';

Blog

Diversification, Profitability and Added Value
Inversiones Maslosa / Insights / Blog / Venture Capital Funds
BLOG

Opinion and economic analysis

Date: 24/02/2025
Author: Francisco Massó Mora

VENTURE CAPITAL: INVESTMENT OR BET?

Investing is not the same as gambling. Before choosing a Venture Capital fund, I always recommend evaluating risk tolerance, the investment horizon (at least 7-10 years), and liquidity needs. Ideally, one should look for funds with experienced managers, a clear strategy, and a solid track record of returns. It’s also crucial to understand which types of startups to invest in (early stage, growth, specific sector) and the fund’s terms (fees, timelines, capital structure).

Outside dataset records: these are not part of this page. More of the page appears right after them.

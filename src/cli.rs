//! Command-line interface definition.
use clap::Parser;
use std::path::PathBuf;

/// Create symbolic links (or copies) in batches from a YAML manifest.
///
/// The manifest maps directories under SRC to the files and subdirectories
/// that should appear in DST. A directory mapped to `null` contributes every
/// entry it contains.
///
#[cfg_attr(not(doctest), doc = "     $ lnmc directories.yaml ~/dotfiles ~/.config")]
#[derive(Parser, Debug)]
#[command(
    name = "lnmc",
    version = option_env!("LNMC_VERSION").unwrap_or(env!("CARGO_PKG_VERSION")),
    verbatim_doc_comment
)]
pub struct Cli {
    /// YAML manifest mapping source directories to entries
    pub manifest: PathBuf,

    /// Root directory the manifest keys are relative to
    pub src: PathBuf,

    /// Directory where the links or copies are created
    pub dst: PathBuf,

    /// Copy files and directories instead of creating symbolic links
    #[arg(long)]
    pub copy: bool,

    /// Overwrite existing files, directories and symbolic links
    #[arg(long, overrides_with = "no_rewrite")]
    pub rewrite: bool,

    /// Keep existing destinations untouched (default)
    #[arg(long = "no-rewrite", overrides_with = "rewrite")]
    pub no_rewrite: bool,

    /// Enable verbose output
    #[arg(short, long)]
    pub verbose: bool,
}

#[cfg(test)]
#[allow(clippy::expect_used, clippy::unwrap_used, clippy::indexing_slicing)]
mod tests {
    use super::*;
    use clap::CommandFactory;

    #[test]
    fn verify_cli() {
        Cli::command().debug_assert();
    }

    #[test]
    fn parse_positional_paths() {
        let cli = Cli::parse_from(["lnmc", "dirs.yaml", "src", "dst"]);
        assert_eq!(cli.manifest, PathBuf::from("dirs.yaml"));
        assert_eq!(cli.src, PathBuf::from("src"));
        assert_eq!(cli.dst, PathBuf::from("dst"));
        assert!(!cli.copy);
        assert!(!cli.rewrite);
        assert!(!cli.verbose);
    }

    #[test]
    fn parse_copy() {
        let cli = Cli::parse_from(["lnmc", "m.yaml", "s", "d", "--copy"]);
        assert!(cli.copy);
    }

    #[test]
    fn parse_rewrite() {
        let cli = Cli::parse_from(["lnmc", "m.yaml", "s", "d", "--rewrite"]);
        assert!(cli.rewrite);
    }

    #[test]
    fn last_of_rewrite_and_no_rewrite_wins() {
        let cli = Cli::parse_from(["lnmc", "m.yaml", "s", "d", "--rewrite", "--no-rewrite"]);
        assert!(!cli.rewrite);

        let cli = Cli::parse_from(["lnmc", "m.yaml", "s", "d", "--no-rewrite", "--rewrite"]);
        assert!(cli.rewrite);
    }

    #[test]
    fn parse_verbose_short() {
        let cli = Cli::parse_from(["lnmc", "-v", "m.yaml", "s", "d"]);
        assert!(cli.verbose);
    }

    #[test]
    fn missing_positional_is_an_error() {
        let result = Cli::try_parse_from(["lnmc", "m.yaml", "s"]);
        assert!(result.is_err());
    }
}
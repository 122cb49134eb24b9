// Shared helpers for integration tests.
//
// Provides a temporary source tree, destination directory and manifest so
// each integration test can run `lnmc` in isolation without repeating
// filesystem boilerplate.
//
// Used by all integration test binaries that declare `mod common;`.
#![allow(dead_code)]

use std::path::{Path, PathBuf};

use assert_cmd::Command;

/// An isolated source/destination pair backed by a [`tempfile::TempDir`].
///
/// Paths are canonical so link targets can be compared directly.
#[derive(Debug)]
pub struct Fixture {
    root: tempfile::TempDir,
    /// Source root passed to `lnmc`.
    pub src: PathBuf,
    /// Destination root passed to `lnmc`.
    pub dst: PathBuf,
    /// Manifest file passed to `lnmc`.
    pub manifest: PathBuf,
}

impl Fixture {
    /// Create empty `src/` and `dst/` directories and an empty manifest.
    pub fn new() -> Self {
        let root = tempfile::tempdir().expect("create temp dir");
        let base = dunce::canonicalize(root.path()).expect("canonicalize temp dir");
        let src = base.join("src");
        let dst = base.join("dst");
        std::fs::create_dir(&src).expect("create src dir");
        std::fs::create_dir(&dst).expect("create dst dir");
        let manifest = base.join("directories.yaml");
        std::fs::write(&manifest, "").expect("write manifest");
        Self {
            root,
            src,
            dst,
            manifest,
        }
    }

    /// Replace the manifest contents.
    pub fn with_manifest(self, yaml: &str) -> Self {
        std::fs::write(&self.manifest, yaml).expect("write manifest");
        self
    }

    /// Create a file under the source root, including parent directories.
    pub fn with_source_file(self, rel: &str, content: &str) -> Self {
        write_file(&self.src.join(rel), content);
        self
    }

    /// Create a file under the destination root, including parent directories.
    pub fn with_destination_file(self, rel: &str, content: &str) -> Self {
        write_file(&self.dst.join(rel), content);
        self
    }

    /// Path to the temporary root holding `src/`, `dst/` and the manifest.
    pub fn root_path(&self) -> &Path {
        self.root.path()
    }

    /// An `lnmc` invocation with the fixture's manifest and roots.
    pub fn lnmc(&self) -> Command {
        let mut cmd = Command::cargo_bin("lnmc").expect("binary built");
        cmd.arg(&self.manifest).arg(&self.src).arg(&self.dst);
        cmd.env_remove("RUST_LOG");
        cmd
    }

    /// Sorted names directly inside the destination root.
    pub fn destination_names(&self) -> Vec<String> {
        let mut names: Vec<String> = std::fs::read_dir(&self.dst)
            .expect("read dst")
            .map(|e| {
                e.expect("dst entry")
                    .file_name()
                    .to_string_lossy()
                    .into_owned()
            })
            .collect();
        names.sort();
        names
    }
}

fn write_file(path: &Path, content: &str) {
    if let Some(parent) = path.parent() {
        std::fs::create_dir_all(parent).expect("create parent dir");
    }
    std::fs::write(path, content).expect("write file");
}

/// A bare `lnmc` invocation with no arguments.
pub fn lnmc() -> Command {
    let mut cmd = Command::cargo_bin("lnmc").expect("binary built");
    cmd.env_remove("RUST_LOG");
    cmd
}
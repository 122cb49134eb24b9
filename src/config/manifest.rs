//! Manifest loading.
//!
//! A manifest is a YAML mapping from a directory (relative to the source
//! root) to either `null`, meaning every entry found in that directory, or a
//! list of entry names:
//!
//! ```yaml
//! configs:
//!   - a.txt
//!   - b.txt
//! fonts: ~
//! ```
use std::fmt;
use std::path::Path;

use serde::de::{Deserialize, Deserializer, MapAccess, Visitor};
use serde_yaml::Value;

use crate::error::ManifestError;

/// Entries selected from one source directory.
#[derive(Debug, Clone, PartialEq, Eq)]
pub enum Entries {
    /// Every direct child of the source directory, listed at resolve time.
    All,
    /// Exactly these names, in manifest order. May be empty.
    Listed(Vec<String>),
}

/// A parsed manifest: directory keys in document order.
#[derive(Debug, Clone, Default, PartialEq, Eq)]
pub struct Manifest {
    directories: Vec<(String, Entries)>,
}

impl Manifest {
    /// Build a manifest from already-parsed directory entries.
    ///
    /// Later duplicates of a key replace earlier ones, keeping the position
    /// of the first occurrence. [`Manifest::from_yaml`] relies on this for
    /// keys repeated in the document.
    #[must_use]
    pub fn new(directories: impl IntoIterator<Item = (String, Entries)>) -> Self {
        let mut manifest = Self::default();
        for (key, entries) in directories {
            if let Some(slot) = manifest.directories.iter_mut().find(|(k, _)| *k == key) {
                slot.1 = entries;
            } else {
                manifest.directories.push((key, entries));
            }
        }
        manifest
    }

    /// Read and validate the manifest at `path`.
    ///
    /// # Errors
    ///
    /// Returns an error if the file cannot be read, is not valid YAML, or is
    /// not a mapping of directory names to `null` or a list of names.
    pub fn load(path: &Path) -> Result<Self, ManifestError> {
        let content = std::fs::read_to_string(path).map_err(|source| ManifestError::Io {
            path: path.to_path_buf(),
            source,
        })?;
        Self::from_yaml(&content, path)
    }

    /// Parse manifest text. `origin` is only used in error messages.
    ///
    /// # Errors
    ///
    /// Returns an error if `content` is not valid YAML or does not have the
    /// manifest shape.
    pub fn from_yaml(content: &str, origin: &Path) -> Result<Self, ManifestError> {
        let path = || origin.to_path_buf();

        if content.trim().is_empty() {
            return Err(ManifestError::Empty { path: path() });
        }

        let pairs = match serde_yaml::from_str::<DocumentPairs>(content) {
            Ok(DocumentPairs(pairs)) => pairs,
            Err(mapping_err) => {
                let document: Value = serde_yaml::from_str(content)
                    .map_err(|source| ManifestError::Parse { path: path(), source })?;
                return Err(match document {
                    Value::Null => ManifestError::Empty { path: path() },
                    Value::Mapping(_) => ManifestError::Parse {
                        path: path(),
                        source: mapping_err,
                    },
                    other => ManifestError::NotAMapping {
                        path: path(),
                        found: describe(&other),
                    },
                });
            }
        };

        let mut directories = Vec::with_capacity(pairs.len());
        for (key, value) in pairs {
            let directory = match key {
                Value::String(directory) => directory,
                other => {
                    return Err(ManifestError::InvalidKey {
                        path: path(),
                        found: describe(&other),
                    });
                }
            };

            let entries = match value {
                Value::Null => Entries::All,
                Value::Sequence(items) => {
                    let mut names = Vec::with_capacity(items.len());
                    for item in items {
                        match item {
                            Value::String(name) => names.push(name),
                            other => {
                                return Err(ManifestError::InvalidEntryName {
                                    path: path(),
                                    directory,
                                    found: describe(&other),
                                });
                            }
                        }
                    }
                    Entries::Listed(names)
                }
                other => {
                    return Err(ManifestError::InvalidEntries {
                        path: path(),
                        directory,
                        found: describe(&other),
                    });
                }
            };
            directories.push((directory, entries));
        }

        Ok(Self::new(directories))
    }

    /// Iterate over `(directory, entries)` in manifest order.
    pub fn iter(&self) -> impl Iterator<Item = (&str, &Entries)> {
        self.directories.iter().map(|(k, v)| (k.as_str(), v))
    }

    /// Number of directory keys.
    #[must_use]
    pub const fn len(&self) -> usize {
        self.directories.len()
    }

    /// Whether the manifest has no directory keys.
    #[must_use]
    pub const fn is_empty(&self) -> bool {
        self.directories.is_empty()
    }
}

/// Top-level key/value pairs in document order, repeated keys included.
///
/// `serde_yaml`'s own `Mapping` rejects a repeated key; collected as pairs,
/// a later value replaces the earlier one in [`Manifest::new`].
struct DocumentPairs(Vec<(Value, Value)>);

impl<'de> Deserialize<'de> for DocumentPairs {
    fn deserialize<D: Deserializer<'de>>(deserializer: D) -> Result<Self, D::Error> {
        deserializer.deserialize_any(PairsVisitor)
    }
}

struct PairsVisitor;

impl<'de> Visitor<'de> for PairsVisitor {
    type Value = DocumentPairs;

    fn expecting(&self, f: &mut fmt::Formatter<'_>) -> fmt::Result {
        f.write_str("a mapping of directories")
    }

    fn visit_map<A: MapAccess<'de>>(self, mut map: A) -> Result<Self::Value, A::Error> {
        let mut pairs = Vec::with_capacity(map.size_hint().unwrap_or(0));
        while let Some(pair) = map.next_entry::<Value, Value>()? {
            pairs.push(pair);
        }
        Ok(DocumentPairs(pairs))
    }
}

/// Short description of a YAML value's kind for error messages.
const fn describe(value: &Value) -> &'static str {
    match value {
        Value::Null => "null",
        Value::Bool(_) => "a boolean",
        Value::Number(_) => "a number",
        Value::String(_) => "a string",
        Value::Sequence(_) => "a list",
        Value::Mapping(_) => "a mapping",
        Value::Tagged(_) => "a tagged value",
    }
}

From my experience, I cannot emphasize enough the growing relevance of Venture Capital in the current investment ecosystem. The promise of returns higher than 15-20% annually over 7-10 years is undoubtedly attractive. However, we must not lose sight of the nature of this type of investment: high volatility, illiquidity, and significant information asymmetry. Venture Capital is not a simple bet on growth, but a game of patience, strategy, and knowledge. In the last decade, global returns have been remarkable, but we’ve also witnessed periods of sharp corrections and startups that, despite expectations, ended up in total failure.

One of the key aspects of these funds is their management model. Venture Capital managers must not only identify opportunities but also add value to the startups they invest in. This means the success of the fund largely depends on the management team’s experience and execution capabilities. The fee structure, with an annual management fee of 1.5-2.5% and a Carry of 10-30%, may seem high, but it is the price to pay for expertise that, if well applied, can generate outstanding returns. However, there have also been cases where some managers have prioritized capital raising over the actual profitability of their investments, something we, as investors, must closely monitor.

Another critical point is the illiquidity inherent in these funds. Unlike tradable assets such as stocks or bonds, stakes in Venture Capital funds cannot be easily liquidated. Although secondary markets have emerged in Europe to provide an exit for these assets, their depth is limited, and resale discounts can be significant.

Furthermore, the influx of less sophisticated capital into this market raises concerns about the sustainability of certain valuations. In recent years, the overabundance of capital has inflated the prices of many startups, which could result in lower returns in the future if companies fail to meet growth expectations. Venture Capital works best when the investment is disciplined, with rigorous analysis and a meticulous selection of opportunities. In this sense, it is essential for each investor to understand how it works, the risks involved, and, above all, to be able to assess wisely and prudently what and who they are investing in.